How to Solve Complex Temperature Distribution Problems Involving Heated Spheres?

[prathu41]

I don't know where to start and where and i do not understand the problem could you help me out please

In solving for the temperature distribution resulting from two spheres separated by distance and heated to maintain their temperatures equal to unity one derives the following set of infinite equations in coefficients

An + sigma [( Ap*(-1)^ n+p * (n+p)!/n!p! * (R)^-n-p-1] = Sn0

sigma is over the limit p=0 to p=infinity , n=0,1,2,..
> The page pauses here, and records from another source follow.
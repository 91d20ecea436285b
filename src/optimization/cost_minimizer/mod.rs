//! cost_minimizer — argmin-powered L-BFGS minimizer for scalar costs.
//!
//! Purpose
//! -------
//! Provide a high-level, Argmin-backed optimization layer for **minimizing**
//! a scalar cost `c(θ)` over an unconstrained parameter vector. Callers
//! implement a single trait, [`Objective`], and invoke [`minimize`] (or
//! [`minimize_with_hook`]) to run L-BFGS with a configurable line search,
//! tolerances, and finite-difference fallbacks.
//!
//! Key behaviors
//! -------------
//! - Bridge user objectives into Argmin via [`adapter::ArgMinAdapter`],
//!   rejecting non-finite costs.
//! - Expose [`minimize`], which:
//!   - validates the initial guess with [`Objective::check`],
//!   - selects an L-BFGS solver via [`builders`] based on [`LineSearcher`],
//!   - executes the solver via [`run::run_lbfgs`], and
//!   - normalizes results into an [`OptimOutcome`].
//! - Record the best iterate of every run ([`observer`]) so that a run the
//!   backend aborts still yields the best point seen.
//! - Restart interrupted runs (failed line search, non-finite trial cost)
//!   from that best iterate with fresh memory and a bounded first step.
//! - Provide finite-difference gradients in [`finite_diff`] when analytic
//!   derivatives are missing.
//!
//! Invariants & assumptions
//! ------------------------
//! - [`Objective::value`] and [`Objective::grad`] report invalid inputs as
//!   recoverable [`OptError`] values, not panics.
//! - Configuration types ([`Tolerances`], [`MinimizeOptions`]) are validated
//!   on construction.
//! - [`OptimOutcome::converged`] is `true` only for genuine solver
//!   convergence; iteration-cap exhaustion is not convergence.
//!
//! Downstream usage
//! ----------------
//! - The fitting layer implements [`Objective`] for the single-filter and
//!   sweep costs and calls [`minimize_with_hook`] for progress reporting.
//!
//! [`OptError`]: crate::optimization::errors::OptError

pub mod adapter;
pub mod api;
pub mod builders;
pub mod finite_diff;
pub mod observer;
pub mod run;
pub mod traits;
pub mod types;
pub mod validation;

// ---- Re-exports (primary public surface) ----------------------------------

pub use self::api::{minimize, minimize_with_hook};
pub use self::traits::{
    IterationHook, LineSearcher, MinimizeOptions, Objective, OptimOutcome, Tolerances,
};
pub use self::types::{Cost, DEFAULT_LBFGS_MEM, FnEvalMap, Grad, Theta};

// ---- Optional convenience prelude for downstream crates -------------------
//
// Downstream crates can write
//
//     use tone_iir_fit::optimization::cost_minimizer::prelude::*;
//
// to import the main optimizer surface in a single line.

pub mod prelude {
    pub use super::api::{minimize, minimize_with_hook};
    pub use super::traits::{IterationHook, MinimizeOptions, Objective, OptimOutcome, Tolerances};
    pub use super::types::{Cost, Grad, Theta};
}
where Sno is equal to unity if , and zero otherwise. This infinite set can be truncated to a set of finite equations (N) in the same number of unknowns by considering only the equations and unknowns with n<N . Write a computer program that will solve An for a given value of R and N . Take R=2 and vary N from 2 to 20 and plot the results for Ao. Next, take N=20 and plot Ao versus R as R is varied from 2 to 8. Show the prediction of the following approximate formula:
Ao= 1/(1+R^-1 + R^-4)

 

[willem2]

you need to copy the problem more accurately:

sigma is over the limit p=0 to p=infinity , n=0,1,2,..

THe usage of limit here is incorrect. I'd write: The summation is over the range p=0 to p=infinity.

the n=0,1,2,... isn't part of the summation. you get one equation with n=0, another with n=1 etc.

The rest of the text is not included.